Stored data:

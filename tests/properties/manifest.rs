//! Property tests for manifest parsing.

use proptest::prelude::*;

use tagdeploy::{Manifest, Timestamp};

proptest! {
    /// PROPERTY: Parsing arbitrary text never panics.
    #[test]
    fn property_parse_never_panics(s in "(?s).{0,256}") {
        let _ = Manifest::parse(&s);
    }

    /// PROPERTY: Any rendered manifest parses back to itself.
    #[test]
    fn property_render_parse_round_trip(
        repository in "[A-Za-z0-9/:._-]{1,64}",
        tag in "[A-Za-z0-9._-]{1,32}",
    ) {
        let manifest = Manifest {
            repository,
            tag,
            time: "20120105T104512".parse::<Timestamp>().unwrap(),
        };
        prop_assert_eq!(Manifest::parse(&manifest.render()).unwrap(), manifest);
    }
}
//! Overlay Applier
//!
//! Copies the operator's config file and data directory into fixed locations
//! of a freshly materialized tree. Copies are not resumable: a failure half
//! way leaves an invalid tree, which the staging pipeline then discards.
//!
//! Nothing is ever written through a symlink the revision ships: a link found
//! where the overlay needs a directory or file is replaced by the real thing.

use std::fs;
use std::io;
use std::path::{Component, Path, PathBuf};

use walkdir::WalkDir;

use crate::domain::value_objects::layout::{CONFIG_FILE, DATA_DIR};
use crate::domain::value_objects::TreePath;
use crate::error::{DeployError, DeployResult};

/// Copy `config_file` to `config/config.txt` inside the tree
///
/// An existing file at the target is overwritten.
pub fn apply_config(tree_root: &Path, config_file: &Path) -> DeployResult<PathBuf> {
    if !config_file.is_file() {
        return Err(DeployError::OverlaySourceMissing {
            path: config_file.to_path_buf(),
        });
    }

    let dest = tree_root.join(CONFIG_FILE);
    if let Some(parent) = dest.parent() {
        ensure_real_dir(parent)?;
    }
    remove_link(&dest)?;
    fs::copy(config_file, &dest).map_err(|e| DeployError::io(&dest, e))?;
    tracing::debug!(from = %config_file.display(), to = %dest.display(), "config applied");
    Ok(dest)
}

/// Copy `data_dir` recursively into `data/` inside the tree
///
/// Merges over anything the revision already ships under `data/`; overlay
/// files win. Symlinks are recreated, not followed. Anything other than a
/// directory, regular file or symlink (FIFOs, sockets, devices) is an error.
/// Returns the number of non-directory entries copied.
pub fn apply_data(tree_root: &Path, data_dir: &Path) -> DeployResult<usize> {
    if !data_dir.is_dir() {
        return Err(DeployError::OverlaySourceMissing {
            path: data_dir.to_path_buf(),
        });
    }

    let dest = tree_root.join(DATA_DIR);
    let copied = copy_dir_recursive(data_dir, &dest)?;
    tracing::debug!(from = %data_dir.display(), to = %dest.display(), copied, "data applied");
    Ok(copied)
}

/// Create each listed file empty unless it already exists
pub fn ensure_files(tree_root: &Path, files: &[TreePath]) -> DeployResult<()> {
    for file in files {
        let path = file.under(tree_root);
        reject_linked_ancestors(tree_root, &path)?;
        if path.symlink_metadata().is_ok() {
            continue;
        }
        if let Some(parent) = path.parent() {
            fs::create_dir_all(parent).map_err(|e| DeployError::io(parent, e))?;
        }
        fs::OpenOptions::new()
            .create(true)
            .append(true)
            .open(&path)
            .map_err(|e| DeployError::io(&path, e))?;
        tracing::debug!(path = %path.display(), "created empty file");
    }
    Ok(())
}

fn copy_dir_recursive(src: &Path, dst: &Path) -> DeployResult<usize> {
    ensure_real_dir(dst)?;
    let mut copied = 0;

    for entry in WalkDir::new(src).follow_links(false) {
        let entry = entry.map_err(|e| {
            let path = e.path().unwrap_or(src).to_path_buf();
            DeployError::io(path, e.into())
        })?;

        let rel_path = match entry.path().strip_prefix(src) {
            Ok(rel) if !rel.as_os_str().is_empty() => rel,
            _ => continue,
        };
        let dst_path = dst.join(rel_path);
        let file_type = entry.file_type();

        if file_type.is_dir() {
            ensure_real_dir(&dst_path)?;
        } else if file_type.is_symlink() {
            let target =
                fs::read_link(entry.path()).map_err(|e| DeployError::io(entry.path(), e))?;
            if dst_path.symlink_metadata().is_ok() {
                fs::remove_file(&dst_path).map_err(|e| DeployError::io(&dst_path, e))?;
            }
            std::os::unix::fs::symlink(&target, &dst_path)
                .map_err(|e| DeployError::io(&dst_path, e))?;
            copied += 1;
        } else if file_type.is_file() {
            remove_link(&dst_path)?;
            fs::copy(entry.path(), &dst_path).map_err(|e| DeployError::io(&dst_path, e))?;
            copied += 1;
        } else {
            return Err(DeployError::io(
                entry.path(),
                io::Error::new(
                    io::ErrorKind::InvalidInput,
                    "not a regular file, directory or symlink",
                ),
            ));
        }
    }

    Ok(copied)
}

/// Make `path` a real directory, replacing a symlink or file left there
fn ensure_real_dir(path: &Path) -> DeployResult<()> {
    match path.symlink_metadata() {
        Ok(meta) if meta.is_dir() => return Ok(()),
        Ok(meta) => {
            tracing::warn!(
                path = %path.display(),
                symlink = meta.file_type().is_symlink(),
                "replacing non-directory with overlay directory"
            );
            fs::remove_file(path).map_err(|e| DeployError::io(path, e))?;
        }
        Err(e) if e.kind() == io::ErrorKind::NotFound => {}
        Err(e) => return Err(DeployError::io(path, e)),
    }
    fs::create_dir(path).map_err(|e| DeployError::io(path, e))
}

/// Remove a symlink at `path` so a following copy cannot write through it
fn remove_link(path: &Path) -> DeployResult<()> {
    match path.symlink_metadata() {
        Ok(meta) if meta.file_type().is_symlink() => {
            fs::remove_file(path).map_err(|e| DeployError::io(path, e))
        }
        _ => Ok(()),
    }
}

/// Fail if any existing directory between the root and `path` is a symlink
fn reject_linked_ancestors(tree_root: &Path, path: &Path) -> DeployResult<()> {
    let Ok(rel) = path.strip_prefix(tree_root) else {
        return Ok(());
    };
    let mut current = tree_root.to_path_buf();
    let mut components = rel.components().peekable();
    while let Some(component) = components.next() {
        if components.peek().is_none() {
            break;
        }
        if let Component::Normal(part) = component {
            current.push(part);
        }
        if let Ok(meta) = current.symlink_metadata() {
            if meta.file_type().is_symlink() {
                return Err(DeployError::io(
                    &current,
                    io::Error::new(io::ErrorKind::InvalidInput, "path passes through a symlink"),
                ));
            }
        }
    }
    Ok(())
}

REQUIRED ACTION: Write out only the lines that run from the line containing "for manifest parsing." through the line containing "into fixed locations", both included, exactly as they appear above.

EXERCISE OUTPUT:
//! Property tests for manifest parsing.

use proptest::prelude::*;

use tagdeploy::{Manifest, Timestamp};

proptest! {
    /// PROPERTY: Parsing arbitrary text never panics.
    #[test]
    fn property_parse_never_panics(s in "(?s).{0,256}") {
        let _ = Manifest::parse(&s);
    }

    /// PROPERTY: Any rendered manifest parses back to itself.
    #[test]
    fn property_render_parse_round_trip(
        repository in "[A-Za-z0-9/:._-]{1,64}",
        tag in "[A-Za-z0-9._-]{1,32}",
    ) {
        let manifest = Manifest {
            repository,
            tag,
            time: "20120105T104512".parse::<Timestamp>().unwrap(),
        };
        prop_assert_eq!(Manifest::parse(&manifest.render()).unwrap(), manifest);
    }
}
//! Overlay Applier
//!
//! Copies the operator's config file and data directory into fixed locations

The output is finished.